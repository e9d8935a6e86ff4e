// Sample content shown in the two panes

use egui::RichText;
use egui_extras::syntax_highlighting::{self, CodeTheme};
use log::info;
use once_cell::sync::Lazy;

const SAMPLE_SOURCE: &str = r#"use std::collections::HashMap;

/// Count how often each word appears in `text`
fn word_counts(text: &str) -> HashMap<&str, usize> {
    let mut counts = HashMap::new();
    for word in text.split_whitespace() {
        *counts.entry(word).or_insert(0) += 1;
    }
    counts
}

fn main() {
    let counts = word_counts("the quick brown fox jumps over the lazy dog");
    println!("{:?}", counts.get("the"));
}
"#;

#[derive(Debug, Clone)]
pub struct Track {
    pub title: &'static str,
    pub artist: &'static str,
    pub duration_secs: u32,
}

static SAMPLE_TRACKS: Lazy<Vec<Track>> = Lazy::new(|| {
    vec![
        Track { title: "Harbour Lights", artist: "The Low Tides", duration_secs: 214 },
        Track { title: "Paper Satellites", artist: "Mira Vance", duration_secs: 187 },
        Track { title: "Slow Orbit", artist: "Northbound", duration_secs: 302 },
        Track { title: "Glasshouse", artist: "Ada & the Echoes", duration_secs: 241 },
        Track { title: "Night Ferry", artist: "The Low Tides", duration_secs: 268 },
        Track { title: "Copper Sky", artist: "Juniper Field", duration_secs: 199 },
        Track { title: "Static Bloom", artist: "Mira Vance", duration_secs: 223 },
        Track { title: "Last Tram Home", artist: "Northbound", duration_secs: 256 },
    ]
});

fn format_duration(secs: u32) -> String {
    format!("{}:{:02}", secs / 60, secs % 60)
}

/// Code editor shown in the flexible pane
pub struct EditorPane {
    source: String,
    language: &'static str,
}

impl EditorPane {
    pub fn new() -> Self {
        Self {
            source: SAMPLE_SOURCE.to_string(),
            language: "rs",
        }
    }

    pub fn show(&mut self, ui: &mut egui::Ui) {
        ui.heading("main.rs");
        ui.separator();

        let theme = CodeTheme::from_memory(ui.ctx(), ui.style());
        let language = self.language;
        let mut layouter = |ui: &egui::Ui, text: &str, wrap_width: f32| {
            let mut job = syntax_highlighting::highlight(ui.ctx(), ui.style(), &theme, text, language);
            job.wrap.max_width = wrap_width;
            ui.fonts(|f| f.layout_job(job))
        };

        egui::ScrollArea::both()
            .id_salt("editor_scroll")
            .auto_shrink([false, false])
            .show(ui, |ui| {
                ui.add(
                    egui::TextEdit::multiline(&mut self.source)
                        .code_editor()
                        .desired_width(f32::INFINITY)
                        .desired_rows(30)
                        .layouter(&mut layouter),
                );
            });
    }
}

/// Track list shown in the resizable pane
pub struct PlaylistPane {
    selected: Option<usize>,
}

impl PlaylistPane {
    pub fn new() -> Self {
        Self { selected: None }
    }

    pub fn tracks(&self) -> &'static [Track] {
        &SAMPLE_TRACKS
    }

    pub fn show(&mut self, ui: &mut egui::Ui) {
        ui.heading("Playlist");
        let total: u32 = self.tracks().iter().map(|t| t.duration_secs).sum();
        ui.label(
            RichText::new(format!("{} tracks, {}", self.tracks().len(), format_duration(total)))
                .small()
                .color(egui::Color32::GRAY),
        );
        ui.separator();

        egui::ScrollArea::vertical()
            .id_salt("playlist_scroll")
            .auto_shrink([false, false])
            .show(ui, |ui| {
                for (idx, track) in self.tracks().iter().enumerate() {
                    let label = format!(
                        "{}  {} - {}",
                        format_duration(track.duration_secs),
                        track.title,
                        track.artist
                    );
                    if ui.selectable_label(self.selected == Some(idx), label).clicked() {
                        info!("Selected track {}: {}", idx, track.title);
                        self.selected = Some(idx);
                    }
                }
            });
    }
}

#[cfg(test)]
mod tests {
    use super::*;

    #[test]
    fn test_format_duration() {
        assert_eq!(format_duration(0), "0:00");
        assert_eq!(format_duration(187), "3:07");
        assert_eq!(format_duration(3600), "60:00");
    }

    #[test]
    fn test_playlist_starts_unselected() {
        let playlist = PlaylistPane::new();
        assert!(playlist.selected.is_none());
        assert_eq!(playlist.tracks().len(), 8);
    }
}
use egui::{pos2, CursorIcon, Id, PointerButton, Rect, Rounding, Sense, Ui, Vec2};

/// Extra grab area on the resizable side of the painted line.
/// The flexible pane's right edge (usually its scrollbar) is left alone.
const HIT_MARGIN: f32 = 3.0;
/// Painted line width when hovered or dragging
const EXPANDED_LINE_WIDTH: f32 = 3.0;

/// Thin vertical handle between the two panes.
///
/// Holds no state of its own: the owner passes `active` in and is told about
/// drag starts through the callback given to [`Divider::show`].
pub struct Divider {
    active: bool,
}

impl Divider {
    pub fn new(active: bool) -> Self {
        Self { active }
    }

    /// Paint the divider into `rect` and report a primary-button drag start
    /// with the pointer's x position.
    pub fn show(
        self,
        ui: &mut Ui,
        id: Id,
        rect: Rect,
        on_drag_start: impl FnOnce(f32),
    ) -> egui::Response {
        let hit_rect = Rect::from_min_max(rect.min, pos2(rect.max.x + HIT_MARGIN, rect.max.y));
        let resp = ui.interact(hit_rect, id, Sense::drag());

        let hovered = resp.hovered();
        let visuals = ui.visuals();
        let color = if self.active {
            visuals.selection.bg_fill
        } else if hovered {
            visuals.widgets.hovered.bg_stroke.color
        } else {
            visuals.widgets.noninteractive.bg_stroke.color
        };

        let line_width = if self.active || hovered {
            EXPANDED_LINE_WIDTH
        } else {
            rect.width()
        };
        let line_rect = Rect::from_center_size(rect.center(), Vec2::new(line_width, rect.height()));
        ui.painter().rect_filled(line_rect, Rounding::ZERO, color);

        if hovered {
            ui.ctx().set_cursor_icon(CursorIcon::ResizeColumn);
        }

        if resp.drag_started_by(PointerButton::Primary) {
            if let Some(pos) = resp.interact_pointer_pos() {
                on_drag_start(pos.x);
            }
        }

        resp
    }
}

◇ ◇ ◇ ◇ ◇ ◇ ◇

**Work task**
Give again, word for word, the lines of the listing, starting at its first line and ending with the line containing "Count how often".

**Problem solution**
repository e9d8935a6e86ff4e
// Sample content shown in the two panes

use egui::RichText;
use egui_extras::syntax_highlighting::{self, CodeTheme};
use log::info;
use once_cell::sync::Lazy;

const SAMPLE_SOURCE: &str = r#"use std::collections::HashMap;

/// Count how often each word appears in `text`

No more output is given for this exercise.